ACTION ITEM:
In the listing below, find the line containing "self.metadata = metadata;" and the line containing "vec![1.0, 0.0, 0.0]);". Repeat exactly those two lines and every line between them.

DATA SHOWN:

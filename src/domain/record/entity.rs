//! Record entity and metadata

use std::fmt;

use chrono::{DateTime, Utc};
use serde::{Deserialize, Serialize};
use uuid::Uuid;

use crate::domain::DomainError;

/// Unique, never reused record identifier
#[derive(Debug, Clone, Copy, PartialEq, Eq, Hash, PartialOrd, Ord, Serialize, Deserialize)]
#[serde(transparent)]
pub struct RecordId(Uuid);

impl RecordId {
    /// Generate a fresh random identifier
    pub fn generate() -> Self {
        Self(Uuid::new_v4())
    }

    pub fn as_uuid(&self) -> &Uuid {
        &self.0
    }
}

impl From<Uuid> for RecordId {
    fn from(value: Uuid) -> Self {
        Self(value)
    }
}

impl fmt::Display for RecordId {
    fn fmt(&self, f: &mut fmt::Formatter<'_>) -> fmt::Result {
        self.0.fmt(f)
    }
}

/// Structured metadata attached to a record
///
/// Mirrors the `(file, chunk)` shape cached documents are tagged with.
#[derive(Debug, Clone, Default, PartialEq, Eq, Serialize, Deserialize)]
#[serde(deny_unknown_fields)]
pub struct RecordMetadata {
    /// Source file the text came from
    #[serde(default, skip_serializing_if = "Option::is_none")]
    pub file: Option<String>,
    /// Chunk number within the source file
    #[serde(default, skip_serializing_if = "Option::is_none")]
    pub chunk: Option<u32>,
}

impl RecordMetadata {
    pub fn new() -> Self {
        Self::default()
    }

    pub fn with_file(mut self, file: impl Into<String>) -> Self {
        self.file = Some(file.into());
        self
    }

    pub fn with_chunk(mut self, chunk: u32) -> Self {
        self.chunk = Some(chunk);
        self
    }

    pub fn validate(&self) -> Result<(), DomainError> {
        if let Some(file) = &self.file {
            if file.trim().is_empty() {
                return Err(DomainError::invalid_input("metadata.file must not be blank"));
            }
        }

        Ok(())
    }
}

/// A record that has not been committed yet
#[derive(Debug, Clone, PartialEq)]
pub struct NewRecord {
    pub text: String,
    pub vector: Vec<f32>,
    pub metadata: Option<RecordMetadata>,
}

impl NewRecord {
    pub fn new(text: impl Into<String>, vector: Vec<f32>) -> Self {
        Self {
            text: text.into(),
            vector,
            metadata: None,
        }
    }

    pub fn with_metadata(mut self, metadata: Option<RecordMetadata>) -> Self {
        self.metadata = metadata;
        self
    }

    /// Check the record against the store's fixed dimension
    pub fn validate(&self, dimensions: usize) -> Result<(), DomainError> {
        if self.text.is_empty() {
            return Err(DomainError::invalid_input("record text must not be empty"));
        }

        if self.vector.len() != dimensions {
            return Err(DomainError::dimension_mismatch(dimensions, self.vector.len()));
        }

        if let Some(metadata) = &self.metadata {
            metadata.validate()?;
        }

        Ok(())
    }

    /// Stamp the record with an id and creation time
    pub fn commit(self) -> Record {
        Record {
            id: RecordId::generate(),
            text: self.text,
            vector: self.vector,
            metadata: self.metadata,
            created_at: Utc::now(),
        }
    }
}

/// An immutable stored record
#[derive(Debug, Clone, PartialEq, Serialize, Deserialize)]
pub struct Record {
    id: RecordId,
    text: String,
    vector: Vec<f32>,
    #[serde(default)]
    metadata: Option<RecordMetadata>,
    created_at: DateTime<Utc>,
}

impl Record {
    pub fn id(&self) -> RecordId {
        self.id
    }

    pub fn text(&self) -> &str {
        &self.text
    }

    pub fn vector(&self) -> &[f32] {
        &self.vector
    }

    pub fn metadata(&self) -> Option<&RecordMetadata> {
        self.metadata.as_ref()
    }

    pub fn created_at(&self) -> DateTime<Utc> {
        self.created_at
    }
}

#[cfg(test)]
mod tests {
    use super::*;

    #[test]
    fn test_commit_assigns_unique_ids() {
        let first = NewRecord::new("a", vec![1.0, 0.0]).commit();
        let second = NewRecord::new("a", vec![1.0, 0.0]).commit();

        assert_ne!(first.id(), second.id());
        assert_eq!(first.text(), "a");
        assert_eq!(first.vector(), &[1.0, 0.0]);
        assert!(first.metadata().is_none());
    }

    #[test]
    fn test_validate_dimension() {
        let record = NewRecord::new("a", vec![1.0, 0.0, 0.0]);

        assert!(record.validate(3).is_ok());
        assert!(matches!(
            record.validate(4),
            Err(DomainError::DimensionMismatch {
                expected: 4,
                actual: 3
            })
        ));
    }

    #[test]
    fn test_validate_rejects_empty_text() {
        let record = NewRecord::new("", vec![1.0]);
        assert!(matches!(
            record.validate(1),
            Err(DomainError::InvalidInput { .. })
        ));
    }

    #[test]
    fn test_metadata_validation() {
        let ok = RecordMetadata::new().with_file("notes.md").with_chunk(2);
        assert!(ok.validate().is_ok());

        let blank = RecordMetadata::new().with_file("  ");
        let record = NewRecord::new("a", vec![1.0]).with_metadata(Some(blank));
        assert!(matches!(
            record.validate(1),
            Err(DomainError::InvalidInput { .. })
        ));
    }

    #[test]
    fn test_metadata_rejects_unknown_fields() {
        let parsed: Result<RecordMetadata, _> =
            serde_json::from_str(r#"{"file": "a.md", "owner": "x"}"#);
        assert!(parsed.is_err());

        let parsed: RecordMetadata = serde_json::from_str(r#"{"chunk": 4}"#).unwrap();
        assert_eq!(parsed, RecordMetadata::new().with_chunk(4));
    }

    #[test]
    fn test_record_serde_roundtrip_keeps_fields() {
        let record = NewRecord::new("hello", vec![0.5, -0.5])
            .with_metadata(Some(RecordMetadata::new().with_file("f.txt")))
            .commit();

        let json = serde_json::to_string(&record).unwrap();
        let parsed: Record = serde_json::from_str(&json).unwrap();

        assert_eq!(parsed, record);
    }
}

WRITTEN REPLY:
        self.metadata = metadata;
        self
    }

    /// Check the record against the store's fixed dimension
    pub fn validate(&self, dimensions: usize) -> Result<(), DomainError> {
        if self.text.is_empty() {
            return Err(DomainError::invalid_input("record text must not be empty"));
        }

        if self.vector.len() != dimensions {
            return Err(DomainError::dimension_mismatch(dimensions, self.vector.len()));
        }

        if let Some(metadata) = &self.metadata {
            metadata.validate()?;
        }

        Ok(())
    }

    /// Stamp the record with an id and creation time
    pub fn commit(self) -> Record {
        Record {
            id: RecordId::generate(),
            text: self.text,
            vector: self.vector,
            metadata: self.metadata,
            created_at: Utc::now(),
        }
    }
}

/// An immutable stored record
#[derive(Debug, Clone, PartialEq, Serialize, Deserialize)]
pub struct Record {
    id: RecordId,
    text: String,
    vector: Vec<f32>,
    #[serde(default)]
    metadata: Option<RecordMetadata>,
    created_at: DateTime<Utc>,
}

impl Record {
    pub fn id(&self) -> RecordId {
        self.id
    }

    pub fn text(&self) -> &str {
        &self.text
    }

    pub fn vector(&self) -> &[f32] {
        &self.vector
    }

    pub fn metadata(&self) -> Option<&RecordMetadata> {
        self.metadata.as_ref()
    }

    pub fn created_at(&self) -> DateTime<Utc> {
        self.created_at
    }
}

#[cfg(test)]
mod tests {
    use super::*;

    #[test]
    fn test_commit_assigns_unique_ids() {
        let first = NewRecord::new("a", vec![1.0, 0.0]).commit();
        let second = NewRecord::new("a", vec![1.0, 0.0]).commit();

        assert_ne!(first.id(), second.id());
        assert_eq!(first.text(), "a");
        assert_eq!(first.vector(), &[1.0, 0.0]);
        assert!(first.metadata().is_none());
    }

    #[test]
    fn test_validate_dimension() {
        let record = NewRecord::new("a", vec![1.0, 0.0, 0.0]);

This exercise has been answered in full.